■ **PROBLEM DESCRIPTION**
Pull each line containing "failed" from the data.

■ **Collected data**
== Segment start ==
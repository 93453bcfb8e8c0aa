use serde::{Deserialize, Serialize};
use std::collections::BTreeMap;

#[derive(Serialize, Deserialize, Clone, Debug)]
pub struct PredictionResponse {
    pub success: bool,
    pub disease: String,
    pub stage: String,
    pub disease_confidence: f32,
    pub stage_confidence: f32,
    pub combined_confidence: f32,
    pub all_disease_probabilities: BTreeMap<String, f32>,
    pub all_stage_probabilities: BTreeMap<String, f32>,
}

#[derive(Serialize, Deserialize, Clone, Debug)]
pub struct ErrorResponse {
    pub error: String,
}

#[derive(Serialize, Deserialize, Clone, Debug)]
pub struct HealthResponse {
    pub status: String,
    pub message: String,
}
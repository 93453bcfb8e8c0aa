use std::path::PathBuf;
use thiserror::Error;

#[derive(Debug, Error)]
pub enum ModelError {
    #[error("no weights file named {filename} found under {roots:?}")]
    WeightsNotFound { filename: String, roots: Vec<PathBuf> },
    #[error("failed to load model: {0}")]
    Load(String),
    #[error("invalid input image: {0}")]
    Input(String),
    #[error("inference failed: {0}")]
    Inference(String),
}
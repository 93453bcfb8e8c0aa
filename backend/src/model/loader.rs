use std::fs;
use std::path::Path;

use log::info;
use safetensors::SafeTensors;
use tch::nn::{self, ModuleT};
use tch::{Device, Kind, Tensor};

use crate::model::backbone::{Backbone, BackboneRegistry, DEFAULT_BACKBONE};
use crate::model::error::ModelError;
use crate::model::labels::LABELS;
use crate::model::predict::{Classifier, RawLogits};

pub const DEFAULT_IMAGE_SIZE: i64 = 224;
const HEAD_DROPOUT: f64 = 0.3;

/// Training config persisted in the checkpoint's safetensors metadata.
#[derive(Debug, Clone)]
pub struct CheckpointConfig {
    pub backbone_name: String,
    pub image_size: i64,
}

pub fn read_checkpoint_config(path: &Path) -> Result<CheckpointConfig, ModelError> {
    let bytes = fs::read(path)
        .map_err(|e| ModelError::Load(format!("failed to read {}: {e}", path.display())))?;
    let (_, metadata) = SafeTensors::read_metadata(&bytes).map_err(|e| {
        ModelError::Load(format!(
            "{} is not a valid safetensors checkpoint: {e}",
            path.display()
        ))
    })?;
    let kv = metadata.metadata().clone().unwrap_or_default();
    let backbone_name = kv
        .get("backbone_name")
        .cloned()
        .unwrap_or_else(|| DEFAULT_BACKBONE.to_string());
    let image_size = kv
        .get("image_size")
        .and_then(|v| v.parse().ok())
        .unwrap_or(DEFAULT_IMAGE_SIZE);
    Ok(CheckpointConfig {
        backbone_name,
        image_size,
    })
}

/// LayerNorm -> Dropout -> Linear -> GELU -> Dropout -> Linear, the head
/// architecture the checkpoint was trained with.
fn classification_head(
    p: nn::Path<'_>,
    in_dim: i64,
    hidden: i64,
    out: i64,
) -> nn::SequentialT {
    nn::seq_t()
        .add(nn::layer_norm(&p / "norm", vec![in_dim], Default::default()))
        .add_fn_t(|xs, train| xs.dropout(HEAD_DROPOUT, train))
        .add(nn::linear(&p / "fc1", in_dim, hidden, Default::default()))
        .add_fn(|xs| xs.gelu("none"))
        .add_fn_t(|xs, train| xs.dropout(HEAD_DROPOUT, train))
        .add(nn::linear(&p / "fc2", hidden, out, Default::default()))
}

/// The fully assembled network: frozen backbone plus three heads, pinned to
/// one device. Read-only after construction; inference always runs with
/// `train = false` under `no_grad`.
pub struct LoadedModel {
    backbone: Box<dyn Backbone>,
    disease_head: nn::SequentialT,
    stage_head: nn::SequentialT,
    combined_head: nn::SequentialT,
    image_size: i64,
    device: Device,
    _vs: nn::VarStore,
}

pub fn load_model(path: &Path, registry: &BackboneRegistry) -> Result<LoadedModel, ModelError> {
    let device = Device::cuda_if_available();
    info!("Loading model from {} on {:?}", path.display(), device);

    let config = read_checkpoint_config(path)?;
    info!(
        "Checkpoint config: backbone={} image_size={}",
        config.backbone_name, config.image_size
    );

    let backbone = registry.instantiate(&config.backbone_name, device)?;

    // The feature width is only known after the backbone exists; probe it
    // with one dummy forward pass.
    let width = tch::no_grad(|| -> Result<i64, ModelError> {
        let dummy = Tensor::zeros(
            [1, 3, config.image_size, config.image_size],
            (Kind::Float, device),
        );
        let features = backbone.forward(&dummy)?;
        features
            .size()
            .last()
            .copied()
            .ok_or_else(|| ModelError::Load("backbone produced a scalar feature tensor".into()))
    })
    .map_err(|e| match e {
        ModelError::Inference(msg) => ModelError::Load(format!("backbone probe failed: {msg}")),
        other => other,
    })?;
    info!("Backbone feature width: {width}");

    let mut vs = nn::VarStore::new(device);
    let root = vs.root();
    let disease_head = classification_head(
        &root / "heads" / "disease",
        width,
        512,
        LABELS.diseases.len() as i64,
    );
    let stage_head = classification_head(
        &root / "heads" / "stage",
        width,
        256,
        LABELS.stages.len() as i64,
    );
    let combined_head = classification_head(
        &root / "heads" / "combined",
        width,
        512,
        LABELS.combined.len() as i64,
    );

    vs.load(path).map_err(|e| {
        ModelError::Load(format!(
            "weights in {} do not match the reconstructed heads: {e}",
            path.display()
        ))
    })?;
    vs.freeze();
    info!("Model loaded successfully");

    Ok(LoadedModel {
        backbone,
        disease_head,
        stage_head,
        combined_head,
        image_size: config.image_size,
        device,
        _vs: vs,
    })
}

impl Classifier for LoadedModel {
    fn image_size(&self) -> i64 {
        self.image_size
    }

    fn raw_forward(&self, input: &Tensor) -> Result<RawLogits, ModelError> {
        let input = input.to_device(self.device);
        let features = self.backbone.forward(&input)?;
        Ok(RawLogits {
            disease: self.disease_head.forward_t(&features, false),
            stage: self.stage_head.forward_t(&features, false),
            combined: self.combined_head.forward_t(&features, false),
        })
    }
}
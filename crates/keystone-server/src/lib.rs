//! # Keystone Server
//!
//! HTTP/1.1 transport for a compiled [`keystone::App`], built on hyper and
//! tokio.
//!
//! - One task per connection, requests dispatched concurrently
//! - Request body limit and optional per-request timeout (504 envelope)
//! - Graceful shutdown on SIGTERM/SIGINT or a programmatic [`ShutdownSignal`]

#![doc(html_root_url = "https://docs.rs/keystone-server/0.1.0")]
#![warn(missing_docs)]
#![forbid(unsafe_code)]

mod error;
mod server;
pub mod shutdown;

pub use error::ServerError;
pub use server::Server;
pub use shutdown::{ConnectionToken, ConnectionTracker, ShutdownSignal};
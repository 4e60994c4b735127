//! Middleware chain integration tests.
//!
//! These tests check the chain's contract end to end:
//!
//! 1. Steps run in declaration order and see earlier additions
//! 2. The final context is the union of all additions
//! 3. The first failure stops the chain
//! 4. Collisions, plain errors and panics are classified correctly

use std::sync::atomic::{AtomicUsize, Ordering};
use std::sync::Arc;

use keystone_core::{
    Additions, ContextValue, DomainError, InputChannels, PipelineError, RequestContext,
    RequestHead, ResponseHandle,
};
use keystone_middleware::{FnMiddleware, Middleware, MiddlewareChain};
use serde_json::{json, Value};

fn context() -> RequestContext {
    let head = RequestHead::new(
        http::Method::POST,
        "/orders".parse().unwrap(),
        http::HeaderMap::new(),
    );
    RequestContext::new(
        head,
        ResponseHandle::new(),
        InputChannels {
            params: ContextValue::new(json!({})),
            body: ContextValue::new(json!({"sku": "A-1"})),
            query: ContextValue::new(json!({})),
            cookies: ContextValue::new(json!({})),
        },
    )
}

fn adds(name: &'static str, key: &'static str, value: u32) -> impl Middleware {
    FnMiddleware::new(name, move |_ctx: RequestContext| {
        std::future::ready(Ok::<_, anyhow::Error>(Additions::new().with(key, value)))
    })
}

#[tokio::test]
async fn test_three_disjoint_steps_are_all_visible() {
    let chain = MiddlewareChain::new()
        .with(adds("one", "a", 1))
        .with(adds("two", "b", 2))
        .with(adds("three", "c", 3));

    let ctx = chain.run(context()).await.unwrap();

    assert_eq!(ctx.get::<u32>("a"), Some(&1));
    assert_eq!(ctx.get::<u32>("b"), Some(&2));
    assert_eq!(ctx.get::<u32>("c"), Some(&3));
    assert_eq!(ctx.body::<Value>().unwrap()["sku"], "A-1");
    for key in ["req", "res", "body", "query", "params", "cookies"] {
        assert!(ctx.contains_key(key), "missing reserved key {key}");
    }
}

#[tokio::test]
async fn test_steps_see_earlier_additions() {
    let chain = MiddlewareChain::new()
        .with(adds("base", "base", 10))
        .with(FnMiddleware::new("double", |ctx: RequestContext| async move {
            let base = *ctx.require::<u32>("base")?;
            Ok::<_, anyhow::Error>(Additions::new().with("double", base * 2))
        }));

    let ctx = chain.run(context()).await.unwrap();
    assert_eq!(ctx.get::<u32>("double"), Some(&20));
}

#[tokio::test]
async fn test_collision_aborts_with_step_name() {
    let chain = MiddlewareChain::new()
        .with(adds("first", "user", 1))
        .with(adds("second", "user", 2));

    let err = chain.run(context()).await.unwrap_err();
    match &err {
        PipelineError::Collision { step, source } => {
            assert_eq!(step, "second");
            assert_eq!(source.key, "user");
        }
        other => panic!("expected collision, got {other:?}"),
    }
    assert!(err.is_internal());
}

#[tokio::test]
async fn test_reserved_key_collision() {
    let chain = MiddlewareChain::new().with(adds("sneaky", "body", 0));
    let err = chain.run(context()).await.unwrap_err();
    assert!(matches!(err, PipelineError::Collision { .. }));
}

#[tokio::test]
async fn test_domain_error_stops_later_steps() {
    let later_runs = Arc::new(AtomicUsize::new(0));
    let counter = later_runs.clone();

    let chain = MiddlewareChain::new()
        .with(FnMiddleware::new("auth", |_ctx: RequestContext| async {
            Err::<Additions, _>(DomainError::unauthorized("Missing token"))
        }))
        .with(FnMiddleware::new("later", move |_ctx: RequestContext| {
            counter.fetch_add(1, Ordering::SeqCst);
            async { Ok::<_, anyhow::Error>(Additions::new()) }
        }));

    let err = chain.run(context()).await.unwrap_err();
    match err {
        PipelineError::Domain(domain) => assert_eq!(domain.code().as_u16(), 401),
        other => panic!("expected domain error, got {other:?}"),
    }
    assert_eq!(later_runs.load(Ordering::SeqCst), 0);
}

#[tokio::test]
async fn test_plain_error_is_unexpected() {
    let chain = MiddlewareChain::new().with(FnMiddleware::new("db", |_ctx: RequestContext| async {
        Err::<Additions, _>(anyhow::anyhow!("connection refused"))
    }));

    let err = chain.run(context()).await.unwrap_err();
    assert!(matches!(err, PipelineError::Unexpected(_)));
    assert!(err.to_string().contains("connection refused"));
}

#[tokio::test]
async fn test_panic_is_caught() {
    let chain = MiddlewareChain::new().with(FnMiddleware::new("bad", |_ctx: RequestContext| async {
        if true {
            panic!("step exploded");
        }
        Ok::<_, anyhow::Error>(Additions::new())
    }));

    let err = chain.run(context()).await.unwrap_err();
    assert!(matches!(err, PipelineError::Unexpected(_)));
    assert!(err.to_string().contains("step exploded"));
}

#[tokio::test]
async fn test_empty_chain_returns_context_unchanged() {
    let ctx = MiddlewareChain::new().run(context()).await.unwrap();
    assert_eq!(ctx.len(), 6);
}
== Segment end ==
== Segment start ==
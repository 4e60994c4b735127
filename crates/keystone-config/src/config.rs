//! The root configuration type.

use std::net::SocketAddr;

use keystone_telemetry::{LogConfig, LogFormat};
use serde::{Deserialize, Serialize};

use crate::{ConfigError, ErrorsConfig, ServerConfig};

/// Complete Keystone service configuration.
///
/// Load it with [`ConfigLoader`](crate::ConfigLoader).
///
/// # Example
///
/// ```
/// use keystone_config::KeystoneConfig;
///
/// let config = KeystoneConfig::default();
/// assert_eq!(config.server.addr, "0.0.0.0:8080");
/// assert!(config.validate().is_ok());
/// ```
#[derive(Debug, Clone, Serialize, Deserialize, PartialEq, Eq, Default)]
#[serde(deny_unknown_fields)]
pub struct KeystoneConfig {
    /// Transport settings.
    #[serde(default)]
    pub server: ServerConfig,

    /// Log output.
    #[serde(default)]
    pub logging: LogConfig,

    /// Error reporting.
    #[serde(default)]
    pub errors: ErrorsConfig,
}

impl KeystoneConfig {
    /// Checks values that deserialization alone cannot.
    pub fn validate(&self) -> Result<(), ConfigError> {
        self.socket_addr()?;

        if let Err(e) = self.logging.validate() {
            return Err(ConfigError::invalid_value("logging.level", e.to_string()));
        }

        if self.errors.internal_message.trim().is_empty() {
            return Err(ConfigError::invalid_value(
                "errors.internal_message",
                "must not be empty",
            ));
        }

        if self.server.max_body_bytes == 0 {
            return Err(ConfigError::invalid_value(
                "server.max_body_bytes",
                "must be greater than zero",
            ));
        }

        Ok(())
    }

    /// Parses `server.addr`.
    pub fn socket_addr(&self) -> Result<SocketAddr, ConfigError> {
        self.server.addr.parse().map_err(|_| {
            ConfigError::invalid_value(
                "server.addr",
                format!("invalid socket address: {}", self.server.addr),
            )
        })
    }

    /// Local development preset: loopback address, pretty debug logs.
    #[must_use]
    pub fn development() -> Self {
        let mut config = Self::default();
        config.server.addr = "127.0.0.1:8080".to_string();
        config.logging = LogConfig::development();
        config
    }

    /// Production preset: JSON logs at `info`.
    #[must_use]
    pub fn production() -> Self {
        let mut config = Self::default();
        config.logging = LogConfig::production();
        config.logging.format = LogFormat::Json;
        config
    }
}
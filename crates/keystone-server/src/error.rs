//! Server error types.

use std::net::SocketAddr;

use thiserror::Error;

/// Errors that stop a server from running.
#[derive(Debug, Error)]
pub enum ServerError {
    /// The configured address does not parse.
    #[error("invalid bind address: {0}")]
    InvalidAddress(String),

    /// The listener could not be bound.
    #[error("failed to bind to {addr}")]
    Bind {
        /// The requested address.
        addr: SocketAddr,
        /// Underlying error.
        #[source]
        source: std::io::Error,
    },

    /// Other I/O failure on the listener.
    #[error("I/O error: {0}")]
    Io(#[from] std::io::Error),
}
== Segment end ==
■ **WRITTEN REPLY**
    #[error("failed to load model: {0}")]
    #[error("inference failed: {0}")]
        .map_err(|e| ModelError::Load(format!("failed to read {}: {e}", path.display())))?;
        ModelError::Inference(msg) => ModelError::Load(format!("backbone probe failed: {msg}")),
    #[error("failed to bind to {addr}")]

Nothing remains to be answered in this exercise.